───── DATA RECORDS
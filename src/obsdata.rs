//! Station-based observation datasets.
//!
//! Observation networks deliver one file per station; the parsed result is a
//! flat list of [`StationSeries`] entries. The series payload is an explicit
//! tagged variant ([`StationValues`]) rather than duck-typed attribute
//! lookup: surface series carry one value per timestamp, profile series one
//! value per timestamp and vertical level.

use chrono::{DateTime, Utc};
use serde::{Deserialize, Serialize};

use crate::convention::TsType;

/// The per-timestamp payload of one station's series.
#[derive(Debug, Clone, PartialEq, Serialize, Deserialize)]
pub enum StationValues {
    /// One value per timestamp
    Surface(Vec<f32>),
    /// One value per timestamp and vertical level
    Profile {
        /// Vertical levels, meters above ground
        levels: Vec<f32>,
        /// Outer index: timestamp; inner index: level
        samples: Vec<Vec<f32>>,
    },
}

impl StationValues {
    /// Number of time samples in the payload.
    pub fn len(&self) -> usize {
        match self {
            StationValues::Surface(values) => values.len(),
            StationValues::Profile { samples, .. } => samples.len(),
        }
    }

    /// Whether the payload holds no samples.
    pub fn is_empty(&self) -> bool {
        self.len() == 0
    }
}

/// A time-stamped value series for one station.
///
/// One station identity maps to exactly one coordinate pair within a
/// dataset; stations without any valid timestamp are dropped at parse time
/// instead of being kept as empty stubs.
#[derive(Debug, Clone, PartialEq, Serialize, Deserialize)]
pub struct StationSeries {
    /// Station identifier
    pub station: String,
    /// Station latitude, degrees north
    pub latitude: f64,
    /// Station longitude, degrees east (-180..180)
    pub longitude: f64,
    /// Station altitude, meters
    pub altitude: f64,
    /// Sample timestamps, strictly increasing
    pub times: Vec<DateTime<Utc>>,
    /// Sample values, aligned with `times`
    pub values: StationValues,
}

/// One observation network's parsed data for one variable.
#[derive(Debug, Clone, PartialEq, Serialize, Deserialize)]
pub struct ObsDataset {
    /// Network name (e.g. "AeronetSunV3")
    pub network: String,
    /// Variable name
    pub var_name: String,
    /// Time resolution of the series
    pub ts_type: TsType,
    /// Per-station series
    pub stations: Vec<StationSeries>,
    /// Content fingerprint of the source files this parse covered
    pub fingerprint: u32,
}

impl ObsDataset {
    /// Total number of samples across all stations.
    pub fn num_samples(&self) -> usize {
        self.stations.iter().map(|s| s.values.len()).sum()
    }

    /// Station coordinates as (lat, lon) pairs, in station order.
    pub fn coords(&self) -> Vec<(f64, f64)> {
        self.stations
            .iter()
            .map(|s| (s.latitude, s.longitude))
            .collect()
    }

    /// Retain only stations inside a bounding box.
    pub fn filter_by_bounds(&self, bounds: &crate::subset::GeoBounds) -> ObsDataset {
        ObsDataset {
            network: self.network.clone(),
            var_name: self.var_name.clone(),
            ts_type: self.ts_type,
            stations: self
                .stations
                .iter()
                .filter(|s| bounds.contains(s.latitude, s.longitude))
                .cloned()
                .collect(),
            fingerprint: self.fingerprint,
        }
    }
}

#[cfg(test)]
mod tests {
    use super::*;
    use crate::subset::GeoBounds;
    use chrono::TimeZone;

    fn station(name: &str, lat: f64, lon: f64) -> StationSeries {
        StationSeries {
            station: name.to_string(),
            latitude: lat,
            longitude: lon,
            altitude: 100.0,
            times: vec![Utc.with_ymd_and_hms(2019, 6, 1, 0, 0, 0).unwrap()],
            values: StationValues::Surface(vec![0.25]),
        }
    }

    #[test]
    fn test_num_samples_and_coords() {
        let dataset = ObsDataset {
            network: "AeronetSunV3".to_string(),
            var_name: "od550aer".to_string(),
            ts_type: TsType::Daily,
            stations: vec![station("alpha", 48.0, 11.0), station("beta", -20.0, 140.0)],
            fingerprint: 0,
        };
        assert_eq!(dataset.num_samples(), 2);
        assert_eq!(dataset.coords(), vec![(48.0, 11.0), (-20.0, 140.0)]);
    }

    #[test]
    fn test_filter_by_bounds() {
        let dataset = ObsDataset {
            network: "AeronetSunV3".to_string(),
            var_name: "od550aer".to_string(),
            ts_type: TsType::Daily,
            stations: vec![station("alpha", 48.0, 11.0), station("beta", -20.0, 140.0)],
            fingerprint: 0,
        };
        let europe = GeoBounds::new((40.0, 72.0), (-10.0, 40.0)).unwrap();
        let filtered = dataset.filter_by_bounds(&europe);
        assert_eq!(filtered.stations.len(), 1);
        assert_eq!(filtered.stations[0].station, "alpha");
    }

    #[test]
    fn test_profile_values_len() {
        let values = StationValues::Profile {
            levels: vec![100.0, 200.0],
            samples: vec![vec![0.1, 0.2], vec![0.3, 0.4], vec![0.5, 0.6]],
        };
        assert_eq!(values.len(), 3);
        assert!(!values.is_empty());
    }
}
──────────
WHAT YOU HAVE TO DO - Emit the records above again, exactly, with no line skipped.

YOUR SOLUTION -
filename src/obsdata.rs
//! Station-based observation datasets.
//!
//! Observation networks deliver one file per station; the parsed result is a
//! flat list of [`StationSeries`] entries. The series payload is an explicit
//! tagged variant ([`StationValues`]) rather than duck-typed attribute
//! lookup: surface series carry one value per timestamp, profile series one
//! value per timestamp and vertical level.

use chrono::{DateTime, Utc};
use serde::{Deserialize, Serialize};

use crate::convention::TsType;

/// The per-timestamp payload of one station's series.
#[derive(Debug, Clone, PartialEq, Serialize, Deserialize)]
pub enum StationValues {
    /// One value per timestamp
    Surface(Vec<f32>),
    /// One value per timestamp and vertical level
    Profile {
        /// Vertical levels, meters above ground
        levels: Vec<f32>,
        /// Outer index: timestamp; inner index: level
        samples: Vec<Vec<f32>>,
    },
}

impl StationValues {
    /// Number of time samples in the payload.
    pub fn len(&self) -> usize {
        match self {
            StationValues::Surface(values) => values.len(),
            StationValues::Profile { samples, .. } => samples.len(),
        }
    }

    /// Whether the payload holds no samples.
    pub fn is_empty(&self) -> bool {
        self.len() == 0
    }
}

/// A time-stamped value series for one station.
///
/// One station identity maps to exactly one coordinate pair within a
/// dataset; stations without any valid timestamp are dropped at parse time
/// instead of being kept as empty stubs.
#[derive(Debug, Clone, PartialEq, Serialize, Deserialize)]
pub struct StationSeries {
    /// Station identifier
    pub station: String,
    /// Station latitude, degrees north
    pub latitude: f64,
    /// Station longitude, degrees east (-180..180)
    pub longitude: f64,
    /// Station altitude, meters
    pub altitude: f64,
    /// Sample timestamps, strictly increasing
    pub times: Vec<DateTime<Utc>>,
    /// Sample values, aligned with `times`
    pub values: StationValues,
}

/// One observation network's parsed data for one variable.
#[derive(Debug, Clone, PartialEq, Serialize, Deserialize)]
pub struct ObsDataset {
    /// Network name (e.g. "AeronetSunV3")
    pub network: String,
    /// Variable name
    pub var_name: String,
    /// Time resolution of the series
    pub ts_type: TsType,
    /// Per-station series
    pub stations: Vec<StationSeries>,
    /// Content fingerprint of the source files this parse covered
    pub fingerprint: u32,
}

impl ObsDataset {
    /// Total number of samples across all stations.
    pub fn num_samples(&self) -> usize {
        self.stations.iter().map(|s| s.values.len()).sum()
    }

    /// Station coordinates as (lat, lon) pairs, in station order.
    pub fn coords(&self) -> Vec<(f64, f64)> {
        self.stations
            .iter()
            .map(|s| (s.latitude, s.longitude))
            .collect()
    }

    /// Retain only stations inside a bounding box.
    pub fn filter_by_bounds(&self, bounds: &crate::subset::GeoBounds) -> ObsDataset {
        ObsDataset {
            network: self.network.clone(),
            var_name: self.var_name.clone(),
            ts_type: self.ts_type,
            stations: self
                .stations
                .iter()
                .filter(|s| bounds.contains(s.latitude, s.longitude))
                .cloned()
                .collect(),
            fingerprint: self.fingerprint,
        }
    }
}

#[cfg(test)]
mod tests {
    use super::*;
    use crate::subset::GeoBounds;
    use chrono::TimeZone;

    fn station(name: &str, lat: f64, lon: f64) -> StationSeries {
        StationSeries {
            station: name.to_string(),
            latitude: lat,
            longitude: lon,
            altitude: 100.0,
            times: vec![Utc.with_ymd_and_hms(2019, 6, 1, 0, 0, 0).unwrap()],
            values: StationValues::Surface(vec![0.25]),
        }
    }

    #[test]
    fn test_num_samples_and_coords() {
        let dataset = ObsDataset {
            network: "AeronetSunV3".to_string(),
            var_name: "od550aer".to_string(),
            ts_type: TsType::Daily,
            stations: vec![station("alpha", 48.0, 11.0), station("beta", -20.0, 140.0)],
            fingerprint: 0,
        };
        assert_eq!(dataset.num_samples(), 2);
        assert_eq!(dataset.coords(), vec![(48.0, 11.0), (-20.0, 140.0)]);
    }

    #[test]
    fn test_filter_by_bounds() {
        let dataset = ObsDataset {
            network: "AeronetSunV3".to_string(),
            var_name: "od550aer".to_string(),
            ts_type: TsType::Daily,
            stations: vec![station("alpha", 48.0, 11.0), station("beta", -20.0, 140.0)],
            fingerprint: 0,
        };
        let europe = GeoBounds::new((40.0, 72.0), (-10.0, 40.0)).unwrap();
        let filtered = dataset.filter_by_bounds(&europe);
        assert_eq!(filtered.stations.len(), 1);
        assert_eq!(filtered.stations[0].station, "alpha");
    }

    #[test]
    fn test_profile_values_len() {
        let values = StationValues::Profile {
            levels: vec![100.0, 200.0],
            samples: vec![vec![0.1, 0.2], vec![0.3, 0.4], vec![0.5, 0.6]],
        };
        assert_eq!(values.len(), 3);
        assert!(!values.is_empty());
    }
}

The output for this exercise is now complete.